Instructions to follow | In the records below, count every line that includes the word "ConfidenceClass". Provide the total alone.

Stored records:
--------------------
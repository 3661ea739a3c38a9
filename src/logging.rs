use tracing_subscriber::EnvFilter;
use tracing_subscriber::filter::LevelFilter;

pub fn level_for(verbosity: u8, quiet: bool) -> LevelFilter {
    if quiet {
        return LevelFilter::ERROR;
    }
    match verbosity {
        0 => LevelFilter::WARN,
        1 => LevelFilter::INFO,
        2 => LevelFilter::DEBUG,
        _ => LevelFilter::TRACE,
    }
}

/// Installs the stderr subscriber. `RUST_LOG`, when set, wins over the
/// verbosity flags.
pub fn init_tracing(verbosity: u8, quiet: bool) {
    let filter = EnvFilter::builder()
        .with_default_directive(level_for(verbosity, quiet).into())
        .from_env_lossy();

    let _ = tracing_subscriber::fmt()
        .with_env_filter(filter)
        .with_writer(std::io::stderr)
        .with_target(false)
        .compact()
        .try_init();
}

#[cfg(test)]
#[path = "../tests/src_inline/logging.rs"]
mod tests;
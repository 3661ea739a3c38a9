use std::collections::BTreeSet;

use serde::Serialize;

use crate::engine::ranking::{sort_gen2_hits, sort_gen2_non_hits};
use crate::input::ScreenTables;
use crate::model::config::EngineConfig;
use crate::model::confidence::ConfidenceClass;
use crate::model::filters::Assay;
use crate::model::records::{CompetitionInteraction, ScreenRow};

/// Gen2 ligands competed against one Gen1 anchor, for the selected protein.
#[derive(Debug, Clone, Serialize)]
pub struct Gen2Panel<'a> {
    pub gen1_lig: String,
    /// Distinct Gen2 ligands screened against the anchor, any protein.
    pub num_gen2_ligands: usize,
    pub hits: Vec<&'a CompetitionInteraction>,
    pub non_hits: Vec<&'a CompetitionInteraction>,
    /// Hits then non-hits, each in its own order.
    pub selection: Vec<String>,
}

pub fn anchor_slice<'a>(
    tables: &'a ScreenTables,
    gen1_lig: &str,
) -> Vec<&'a CompetitionInteraction> {
    tables
        .competition
        .iter()
        .filter(|r| r.gen1_lig == gen1_lig)
        .collect()
}

/// `None` when the ligand never went into a competition round.
pub fn run_stage3<'a>(
    tables: &'a ScreenTables,
    config: &EngineConfig,
    gen1_lig: &str,
    accession: &str,
) -> Option<Gen2Panel<'a>> {
    if !config.is_gen2_eligible(gen1_lig) {
        return None;
    }

    let anchor = anchor_slice(tables, gen1_lig);
    let num_gen2_ligands = anchor
        .iter()
        .map(|r| r.frag_id())
        .collect::<BTreeSet<_>>()
        .len();

    let (mut hits, mut non_hits): (Vec<_>, Vec<_>) = anchor
        .into_iter()
        .filter(|r| r.accession() == accession)
        .partition(|r| {
            ConfidenceClass::from_mdf(r.mdf_class()).is_some_and(|c| c.is_hit(Assay::Competition))
        });
    sort_gen2_hits(&mut hits);
    sort_gen2_non_hits(&mut non_hits);

    let selection = hits
        .iter()
        .chain(non_hits.iter())
        .map(|r| r.frag_id().to_string())
        .collect();

    tracing::debug!(
        gen1_lig,
        accession,
        gen2_ligands = num_gen2_ligands,
        hits = hits.len(),
        non_hits = non_hits.len(),
        "gen2 panel"
    );

    Some(Gen2Panel {
        gen1_lig: gen1_lig.to_string(),
        num_gen2_ligands,
        hits,
        non_hits,
        selection,
    })
}

#[cfg(test)]
#[path = "../../tests/src_inline/pipeline/stage3_gen2_panel.rs"]
mod tests;
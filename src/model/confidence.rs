use serde::Serialize;

use crate::model::filters::Assay;

/// Upstream-assigned `mdfClass`. Criteria are reproduced for display only;
/// classes are never recomputed from fold-changes here.
#[derive(Debug, Clone, Copy, PartialEq, Eq, PartialOrd, Ord, Serialize)]
pub enum ConfidenceClass {
    NoConfidence = 0,
    Low = 1,
    Medium = 2,
    High = 3,
}

impl ConfidenceClass {
    pub const ALL: [ConfidenceClass; 4] = [
        ConfidenceClass::NoConfidence,
        ConfidenceClass::Low,
        ConfidenceClass::Medium,
        ConfidenceClass::High,
    ];

    pub fn from_mdf(value: u8) -> Option<Self> {
        match value {
            0 => Some(Self::NoConfidence),
            1 => Some(Self::Low),
            2 => Some(Self::Medium),
            3 => Some(Self::High),
            _ => None,
        }
    }

    pub fn value(self) -> u8 {
        self as u8
    }

    /// Whether the class counts as a hit in the given assay. Competition
    /// rounds already call Low a hit; enrichment needs Medium.
    pub fn is_hit(self, assay: Assay) -> bool {
        match assay {
            Assay::Enrichment => self >= Self::Medium,
            Assay::Competition => self >= Self::Low,
        }
    }

    pub fn criteria(self, assay: Assay) -> &'static str {
        match (assay, self) {
            (_, Self::NoConfidence) => "no filter",
            (Assay::Enrichment, Self::Low) => {
                "Low confidence: Fc > 1, Median > 1, p < 0.05, adj.p < 0.25, Rank < 500"
            }
            (Assay::Enrichment, Self::Medium) => {
                "Medium confidence (hits): Fc > 2.3, Median > 1, p < 0.05, adj.p < 0.25, Rank < 500"
            }
            (Assay::Enrichment, Self::High) => {
                "High confidence (also hits): Fc > 2.3, Median > 2.3, p < 0.01, adj.p < 0.1, Rank < 500"
            }
            (Assay::Competition, Self::Low) => {
                "Low confidence (hits): Fc < -1, p < 0.05, adj.p < 0.25, Rank < 500"
            }
            (Assay::Competition, Self::Medium) => {
                "Medium confidence (also hits): Fc < -1.65, p < 0.05, adj.p < 0.25, Rank < 500"
            }
            (Assay::Competition, Self::High) => {
                "High confidence (also hits): Fc < -2.3, p < 0.01, adj.p < 0.1, Rank < 500"
            }
        }
    }
}

#[cfg(test)]
#[path = "../../tests/src_inline/model/confidence.rs"]
mod tests;
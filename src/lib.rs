//! Filtering, ranking and drill-down over a chemical-proteomics ligand screen.
//!
//! The crate loads three read-only tables (protein directory, Gen1 enrichment
//! screen, Gen2 competition rounds) and answers selection queries against
//! them: which ligands enrich a protein, which proteins a ligand enriches,
//! and which Gen2 ligands compete a Gen1 ligand for that protein.

pub mod engine;
pub mod input;
pub mod logging;
pub mod model;
pub mod pipeline;
pub mod report;

#[cfg(test)]
#[path = "../tests/src_inline/support.rs"]
pub(crate) mod test_support;

pub use engine::{DrillDown, ScreeningEngine, Selection};
pub use input::{InputError, ScreenTables, load_tables};
pub use model::{EngineConfig, FilterSet};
--------------------
Answer for this exercise | 9